* **What you will do**
Identify each line below that contains the word "ChannelError", and copy it out.

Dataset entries

· · · ·

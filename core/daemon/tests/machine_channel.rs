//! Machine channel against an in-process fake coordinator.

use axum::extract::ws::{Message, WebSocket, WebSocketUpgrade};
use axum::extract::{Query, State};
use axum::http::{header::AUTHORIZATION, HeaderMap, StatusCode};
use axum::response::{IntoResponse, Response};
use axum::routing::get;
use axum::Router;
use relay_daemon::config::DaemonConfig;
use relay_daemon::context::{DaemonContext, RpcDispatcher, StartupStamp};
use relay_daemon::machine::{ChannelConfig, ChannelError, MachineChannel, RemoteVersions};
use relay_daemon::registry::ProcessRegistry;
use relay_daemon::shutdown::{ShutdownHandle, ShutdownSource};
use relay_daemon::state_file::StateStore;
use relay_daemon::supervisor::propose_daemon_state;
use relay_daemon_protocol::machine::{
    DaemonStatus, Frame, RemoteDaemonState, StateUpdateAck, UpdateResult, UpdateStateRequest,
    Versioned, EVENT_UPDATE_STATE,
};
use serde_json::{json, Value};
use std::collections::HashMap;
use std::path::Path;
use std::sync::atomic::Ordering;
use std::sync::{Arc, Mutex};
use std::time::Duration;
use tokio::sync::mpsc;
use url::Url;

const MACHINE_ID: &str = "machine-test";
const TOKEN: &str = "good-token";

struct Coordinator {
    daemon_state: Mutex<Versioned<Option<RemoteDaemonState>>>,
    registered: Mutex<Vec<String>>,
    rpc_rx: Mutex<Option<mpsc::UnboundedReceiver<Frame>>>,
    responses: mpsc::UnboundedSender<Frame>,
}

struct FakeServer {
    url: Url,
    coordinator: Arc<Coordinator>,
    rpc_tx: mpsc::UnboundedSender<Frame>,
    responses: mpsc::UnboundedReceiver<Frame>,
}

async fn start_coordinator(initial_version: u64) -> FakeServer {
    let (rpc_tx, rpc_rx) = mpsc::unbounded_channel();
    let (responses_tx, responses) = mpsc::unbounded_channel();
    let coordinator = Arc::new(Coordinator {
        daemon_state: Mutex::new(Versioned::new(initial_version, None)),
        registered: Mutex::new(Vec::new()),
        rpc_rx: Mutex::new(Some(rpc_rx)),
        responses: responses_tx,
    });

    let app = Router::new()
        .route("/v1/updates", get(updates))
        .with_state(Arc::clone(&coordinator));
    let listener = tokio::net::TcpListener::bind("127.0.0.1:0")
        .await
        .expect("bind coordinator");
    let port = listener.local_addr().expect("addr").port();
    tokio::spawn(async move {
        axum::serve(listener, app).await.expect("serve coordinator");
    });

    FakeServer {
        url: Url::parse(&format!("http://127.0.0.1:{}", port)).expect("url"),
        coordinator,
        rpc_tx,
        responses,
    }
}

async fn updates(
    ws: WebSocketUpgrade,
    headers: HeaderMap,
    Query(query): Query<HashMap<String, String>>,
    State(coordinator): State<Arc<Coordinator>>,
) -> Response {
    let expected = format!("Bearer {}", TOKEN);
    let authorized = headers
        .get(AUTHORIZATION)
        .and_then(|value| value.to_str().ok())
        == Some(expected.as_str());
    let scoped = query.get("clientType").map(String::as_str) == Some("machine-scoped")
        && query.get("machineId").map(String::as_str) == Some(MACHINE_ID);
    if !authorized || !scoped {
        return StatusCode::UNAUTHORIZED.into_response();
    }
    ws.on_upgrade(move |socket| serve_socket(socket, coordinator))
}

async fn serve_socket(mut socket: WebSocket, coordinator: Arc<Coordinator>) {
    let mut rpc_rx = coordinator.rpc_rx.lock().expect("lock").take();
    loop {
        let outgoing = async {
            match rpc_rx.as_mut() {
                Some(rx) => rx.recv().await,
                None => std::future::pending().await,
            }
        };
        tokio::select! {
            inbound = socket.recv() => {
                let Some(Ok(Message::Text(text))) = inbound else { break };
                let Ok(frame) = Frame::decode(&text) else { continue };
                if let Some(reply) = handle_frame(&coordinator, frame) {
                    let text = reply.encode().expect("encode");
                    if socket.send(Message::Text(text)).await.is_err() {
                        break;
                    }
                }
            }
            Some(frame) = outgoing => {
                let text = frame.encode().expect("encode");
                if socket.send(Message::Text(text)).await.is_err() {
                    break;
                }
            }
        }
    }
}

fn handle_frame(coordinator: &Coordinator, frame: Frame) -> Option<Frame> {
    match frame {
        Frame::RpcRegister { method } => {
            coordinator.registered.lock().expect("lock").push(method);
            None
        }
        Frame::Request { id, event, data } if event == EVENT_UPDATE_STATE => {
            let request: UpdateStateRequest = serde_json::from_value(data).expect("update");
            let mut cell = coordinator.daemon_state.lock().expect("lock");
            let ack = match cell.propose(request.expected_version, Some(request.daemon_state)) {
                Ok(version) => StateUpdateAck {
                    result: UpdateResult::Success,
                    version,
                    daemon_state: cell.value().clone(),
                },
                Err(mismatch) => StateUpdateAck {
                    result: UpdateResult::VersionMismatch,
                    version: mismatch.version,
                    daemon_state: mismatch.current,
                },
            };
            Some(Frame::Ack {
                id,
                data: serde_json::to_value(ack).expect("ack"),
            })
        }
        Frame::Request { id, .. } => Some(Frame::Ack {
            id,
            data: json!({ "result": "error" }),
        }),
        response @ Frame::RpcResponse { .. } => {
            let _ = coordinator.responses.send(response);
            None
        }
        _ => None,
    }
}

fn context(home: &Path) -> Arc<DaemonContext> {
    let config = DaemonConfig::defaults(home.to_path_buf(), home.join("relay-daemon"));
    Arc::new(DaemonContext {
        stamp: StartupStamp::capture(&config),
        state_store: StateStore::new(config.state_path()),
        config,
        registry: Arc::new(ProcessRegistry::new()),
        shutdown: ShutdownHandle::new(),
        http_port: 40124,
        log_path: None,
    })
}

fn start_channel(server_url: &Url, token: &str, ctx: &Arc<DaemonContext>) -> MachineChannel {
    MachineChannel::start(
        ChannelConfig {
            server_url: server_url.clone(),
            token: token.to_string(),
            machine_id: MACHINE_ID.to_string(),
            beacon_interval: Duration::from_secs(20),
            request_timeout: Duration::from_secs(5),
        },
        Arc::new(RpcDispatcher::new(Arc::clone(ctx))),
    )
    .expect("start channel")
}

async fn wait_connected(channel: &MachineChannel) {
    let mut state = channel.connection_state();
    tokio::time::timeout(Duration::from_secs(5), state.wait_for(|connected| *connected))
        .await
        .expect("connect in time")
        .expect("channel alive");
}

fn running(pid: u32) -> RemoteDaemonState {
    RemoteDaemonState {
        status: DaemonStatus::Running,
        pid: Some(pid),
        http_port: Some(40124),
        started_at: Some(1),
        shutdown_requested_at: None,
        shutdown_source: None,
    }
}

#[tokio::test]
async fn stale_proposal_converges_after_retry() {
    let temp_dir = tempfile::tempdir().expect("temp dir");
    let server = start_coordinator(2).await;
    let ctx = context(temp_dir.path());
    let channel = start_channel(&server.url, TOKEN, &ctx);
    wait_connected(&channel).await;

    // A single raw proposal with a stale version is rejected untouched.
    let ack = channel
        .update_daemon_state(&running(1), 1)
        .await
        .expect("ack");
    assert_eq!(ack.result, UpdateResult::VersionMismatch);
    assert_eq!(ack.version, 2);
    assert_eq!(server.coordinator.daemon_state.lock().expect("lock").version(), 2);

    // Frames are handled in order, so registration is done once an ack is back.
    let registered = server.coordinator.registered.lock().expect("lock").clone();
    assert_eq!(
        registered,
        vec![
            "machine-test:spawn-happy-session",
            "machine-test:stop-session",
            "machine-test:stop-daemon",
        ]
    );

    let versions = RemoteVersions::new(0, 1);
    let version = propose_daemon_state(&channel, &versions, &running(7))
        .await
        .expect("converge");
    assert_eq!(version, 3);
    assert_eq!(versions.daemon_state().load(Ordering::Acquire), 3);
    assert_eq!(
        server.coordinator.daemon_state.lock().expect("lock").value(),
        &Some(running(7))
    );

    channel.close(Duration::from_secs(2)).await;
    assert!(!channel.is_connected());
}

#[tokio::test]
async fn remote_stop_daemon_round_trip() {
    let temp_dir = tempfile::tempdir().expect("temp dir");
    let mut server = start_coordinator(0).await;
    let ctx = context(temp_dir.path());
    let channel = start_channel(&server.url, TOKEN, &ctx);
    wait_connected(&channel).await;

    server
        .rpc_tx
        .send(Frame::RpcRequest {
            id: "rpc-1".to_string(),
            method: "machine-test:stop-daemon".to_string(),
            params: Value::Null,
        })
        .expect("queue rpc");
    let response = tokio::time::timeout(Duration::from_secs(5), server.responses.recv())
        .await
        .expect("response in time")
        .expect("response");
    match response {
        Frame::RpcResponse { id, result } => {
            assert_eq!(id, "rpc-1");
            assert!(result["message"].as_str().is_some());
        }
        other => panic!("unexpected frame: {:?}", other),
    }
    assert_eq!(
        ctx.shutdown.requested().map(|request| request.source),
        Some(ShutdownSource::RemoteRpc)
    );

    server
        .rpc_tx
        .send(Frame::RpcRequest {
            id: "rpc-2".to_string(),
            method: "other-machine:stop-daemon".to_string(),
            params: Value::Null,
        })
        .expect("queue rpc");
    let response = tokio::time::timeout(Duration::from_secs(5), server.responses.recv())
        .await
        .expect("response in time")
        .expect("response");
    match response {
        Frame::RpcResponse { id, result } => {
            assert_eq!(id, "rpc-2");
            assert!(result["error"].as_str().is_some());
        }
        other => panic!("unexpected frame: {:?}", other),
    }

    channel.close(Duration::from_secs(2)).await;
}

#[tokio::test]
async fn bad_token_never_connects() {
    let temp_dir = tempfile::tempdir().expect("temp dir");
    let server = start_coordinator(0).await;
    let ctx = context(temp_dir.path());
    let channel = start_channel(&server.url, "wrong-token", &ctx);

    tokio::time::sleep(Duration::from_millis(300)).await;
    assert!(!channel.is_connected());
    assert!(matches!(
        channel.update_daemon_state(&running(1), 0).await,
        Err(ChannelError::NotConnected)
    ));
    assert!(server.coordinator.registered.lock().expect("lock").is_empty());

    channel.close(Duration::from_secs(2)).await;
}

· · · ·

* **Task response**
use relay_daemon::machine::{ChannelConfig, ChannelError, MachineChannel, RemoteVersions};
        Err(ChannelError::NotConnected)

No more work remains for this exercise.